■ WHAT THIS TASK INVOLVES: Exactly as written, transcribe the data that follows.

Dataset entries:
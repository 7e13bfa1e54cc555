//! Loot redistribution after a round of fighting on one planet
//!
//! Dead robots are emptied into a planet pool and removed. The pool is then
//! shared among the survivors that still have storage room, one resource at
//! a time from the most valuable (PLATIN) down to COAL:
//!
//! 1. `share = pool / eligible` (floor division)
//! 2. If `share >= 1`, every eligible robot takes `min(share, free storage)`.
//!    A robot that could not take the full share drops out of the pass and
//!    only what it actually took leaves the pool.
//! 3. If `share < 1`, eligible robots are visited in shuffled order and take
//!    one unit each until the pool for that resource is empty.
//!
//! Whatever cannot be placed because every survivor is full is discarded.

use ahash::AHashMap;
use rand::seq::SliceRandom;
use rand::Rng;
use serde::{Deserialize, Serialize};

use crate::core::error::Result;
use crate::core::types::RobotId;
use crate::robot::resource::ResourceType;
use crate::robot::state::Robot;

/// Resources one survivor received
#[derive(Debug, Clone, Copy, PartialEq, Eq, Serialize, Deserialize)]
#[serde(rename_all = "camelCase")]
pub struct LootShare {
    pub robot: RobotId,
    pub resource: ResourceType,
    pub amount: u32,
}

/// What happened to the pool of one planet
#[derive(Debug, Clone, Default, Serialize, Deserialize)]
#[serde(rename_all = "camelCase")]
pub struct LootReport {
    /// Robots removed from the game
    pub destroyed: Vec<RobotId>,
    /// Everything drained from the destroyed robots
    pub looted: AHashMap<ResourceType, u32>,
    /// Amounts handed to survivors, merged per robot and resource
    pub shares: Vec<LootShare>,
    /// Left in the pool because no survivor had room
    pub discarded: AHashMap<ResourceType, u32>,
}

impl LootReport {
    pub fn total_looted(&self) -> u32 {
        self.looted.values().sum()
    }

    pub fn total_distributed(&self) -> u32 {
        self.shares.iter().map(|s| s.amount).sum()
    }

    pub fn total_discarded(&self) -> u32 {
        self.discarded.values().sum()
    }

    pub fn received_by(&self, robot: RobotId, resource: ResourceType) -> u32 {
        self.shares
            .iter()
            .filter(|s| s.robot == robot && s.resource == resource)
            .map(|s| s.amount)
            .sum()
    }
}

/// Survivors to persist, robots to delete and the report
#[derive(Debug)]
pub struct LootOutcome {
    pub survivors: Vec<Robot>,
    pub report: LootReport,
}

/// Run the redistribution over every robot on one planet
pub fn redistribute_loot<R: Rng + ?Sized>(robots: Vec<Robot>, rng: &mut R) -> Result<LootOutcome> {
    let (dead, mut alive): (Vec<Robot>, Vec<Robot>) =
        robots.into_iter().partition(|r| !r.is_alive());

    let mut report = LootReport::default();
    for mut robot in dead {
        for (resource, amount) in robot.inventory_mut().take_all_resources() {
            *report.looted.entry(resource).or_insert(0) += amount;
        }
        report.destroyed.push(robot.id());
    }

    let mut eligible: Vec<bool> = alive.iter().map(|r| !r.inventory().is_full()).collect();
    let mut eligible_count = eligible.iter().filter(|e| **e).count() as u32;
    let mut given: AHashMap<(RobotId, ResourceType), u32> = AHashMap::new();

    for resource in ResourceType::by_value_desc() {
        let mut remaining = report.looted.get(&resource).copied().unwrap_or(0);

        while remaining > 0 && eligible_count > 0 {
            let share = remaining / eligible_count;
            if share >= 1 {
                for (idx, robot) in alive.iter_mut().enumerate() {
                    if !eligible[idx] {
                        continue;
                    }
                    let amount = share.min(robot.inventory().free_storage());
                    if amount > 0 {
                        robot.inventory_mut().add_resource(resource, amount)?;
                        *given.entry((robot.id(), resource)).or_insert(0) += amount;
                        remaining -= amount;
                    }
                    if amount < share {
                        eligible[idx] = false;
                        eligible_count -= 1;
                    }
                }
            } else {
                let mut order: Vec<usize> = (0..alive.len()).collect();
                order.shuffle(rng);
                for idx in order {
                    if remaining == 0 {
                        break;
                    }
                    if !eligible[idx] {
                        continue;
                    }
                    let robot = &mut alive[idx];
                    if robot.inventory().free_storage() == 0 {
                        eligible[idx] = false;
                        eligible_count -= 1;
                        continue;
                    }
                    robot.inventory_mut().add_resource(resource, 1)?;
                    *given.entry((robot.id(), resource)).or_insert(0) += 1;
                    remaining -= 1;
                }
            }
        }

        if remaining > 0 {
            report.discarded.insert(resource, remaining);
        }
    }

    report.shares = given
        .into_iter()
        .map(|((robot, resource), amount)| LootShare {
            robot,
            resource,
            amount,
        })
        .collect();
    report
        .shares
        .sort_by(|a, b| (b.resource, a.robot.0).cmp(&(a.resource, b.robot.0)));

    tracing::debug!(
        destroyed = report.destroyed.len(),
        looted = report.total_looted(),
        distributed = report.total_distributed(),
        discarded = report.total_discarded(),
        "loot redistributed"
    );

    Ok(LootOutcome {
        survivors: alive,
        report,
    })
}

■ PROBLEM SOLUTION:
repository 7e13bfa1e54cc555
//! Loot redistribution after a round of fighting on one planet
//!
//! Dead robots are emptied into a planet pool and removed. The pool is then
//! shared among the survivors that still have storage room, one resource at
//! a time from the most valuable (PLATIN) down to COAL:
//!
//! 1. `share = pool / eligible` (floor division)
//! 2. If `share >= 1`, every eligible robot takes `min(share, free storage)`.
//!    A robot that could not take the full share drops out of the pass and
//!    only what it actually took leaves the pool.
//! 3. If `share < 1`, eligible robots are visited in shuffled order and take
//!    one unit each until the pool for that resource is empty.
//!
//! Whatever cannot be placed because every survivor is full is discarded.

use ahash::AHashMap;
use rand::seq::SliceRandom;
use rand::Rng;
use serde::{Deserialize, Serialize};

use crate::core::error::Result;
use crate::core::types::RobotId;
use crate::robot::resource::ResourceType;
use crate::robot::state::Robot;

/// Resources one survivor received
#[derive(Debug, Clone, Copy, PartialEq, Eq, Serialize, Deserialize)]
#[serde(rename_all = "camelCase")]
pub struct LootShare {
    pub robot: RobotId,
    pub resource: ResourceType,
    pub amount: u32,
}

/// What happened to the pool of one planet
#[derive(Debug, Clone, Default, Serialize, Deserialize)]
#[serde(rename_all = "camelCase")]
pub struct LootReport {
    /// Robots removed from the game
    pub destroyed: Vec<RobotId>,
    /// Everything drained from the destroyed robots
    pub looted: AHashMap<ResourceType, u32>,
    /// Amounts handed to survivors, merged per robot and resource
    pub shares: Vec<LootShare>,
    /// Left in the pool because no survivor had room
    pub discarded: AHashMap<ResourceType, u32>,
}

impl LootReport {
    pub fn total_looted(&self) -> u32 {
        self.looted.values().sum()
    }

    pub fn total_distributed(&self) -> u32 {
        self.shares.iter().map(|s| s.amount).sum()
    }

    pub fn total_discarded(&self) -> u32 {
        self.discarded.values().sum()
    }

    pub fn received_by(&self, robot: RobotId, resource: ResourceType) -> u32 {
        self.shares
            .iter()
            .filter(|s| s.robot == robot && s.resource == resource)
            .map(|s| s.amount)
            .sum()
    }
}

/// Survivors to persist, robots to delete and the report
#[derive(Debug)]
pub struct LootOutcome {
    pub survivors: Vec<Robot>,
    pub report: LootReport,
}

/// Run the redistribution over every robot on one planet
pub fn redistribute_loot<R: Rng + ?Sized>(robots: Vec<Robot>, rng: &mut R) -> Result<LootOutcome> {
    let (dead, mut alive): (Vec<Robot>, Vec<Robot>) =
        robots.into_iter().partition(|r| !r.is_alive());

    let mut report = LootReport::default();
    for mut robot in dead {
        for (resource, amount) in robot.inventory_mut().take_all_resources() {
            *report.looted.entry(resource).or_insert(0) += amount;
        }
        report.destroyed.push(robot.id());
    }

    let mut eligible: Vec<bool> = alive.iter().map(|r| !r.inventory().is_full()).collect();
    let mut eligible_count = eligible.iter().filter(|e| **e).count() as u32;
    let mut given: AHashMap<(RobotId, ResourceType), u32> = AHashMap::new();

    for resource in ResourceType::by_value_desc() {
        let mut remaining = report.looted.get(&resource).copied().unwrap_or(0);

        while remaining > 0 && eligible_count > 0 {
            let share = remaining / eligible_count;
            if share >= 1 {
                for (idx, robot) in alive.iter_mut().enumerate() {
                    if !eligible[idx] {
                        continue;
                    }
                    let amount = share.min(robot.inventory().free_storage());
                    if amount > 0 {
                        robot.inventory_mut().add_resource(resource, amount)?;
                        *given.entry((robot.id(), resource)).or_insert(0) += amount;
                        remaining -= amount;
                    }
                    if amount < share {
                        eligible[idx] = false;
                        eligible_count -= 1;
                    }
                }
            } else {
                let mut order: Vec<usize> = (0..alive.len()).collect();
                order.shuffle(rng);
                for idx in order {
                    if remaining == 0 {
                        break;
                    }
                    if !eligible[idx] {
                        continue;
                    }
                    let robot = &mut alive[idx];
                    if robot.inventory().free_storage() == 0 {
                        eligible[idx] = false;
                        eligible_count -= 1;
                        continue;
                    }
                    robot.inventory_mut().add_resource(resource, 1)?;
                    *given.entry((robot.id(), resource)).or_insert(0) += 1;
                    remaining -= 1;
                }
            }
        }

        if remaining > 0 {
            report.discarded.insert(resource, remaining);
        }
    }

    report.shares = given
        .into_iter()
        .map(|((robot, resource), amount)| LootShare {
            robot,
            resource,
            amount,
        })
        .collect();
    report
        .shares
        .sort_by(|a, b| (b.resource, a.robot.0).cmp(&(a.resource, b.robot.0)));

    tracing::debug!(
        destroyed = report.destroyed.len(),
        looted = report.total_looted(),
        distributed = report.total_distributed(),
        discarded = report.total_discarded(),
        "loot redistributed"
    );

    Ok(LootOutcome {
        survivors: alive,
        report,
    })
}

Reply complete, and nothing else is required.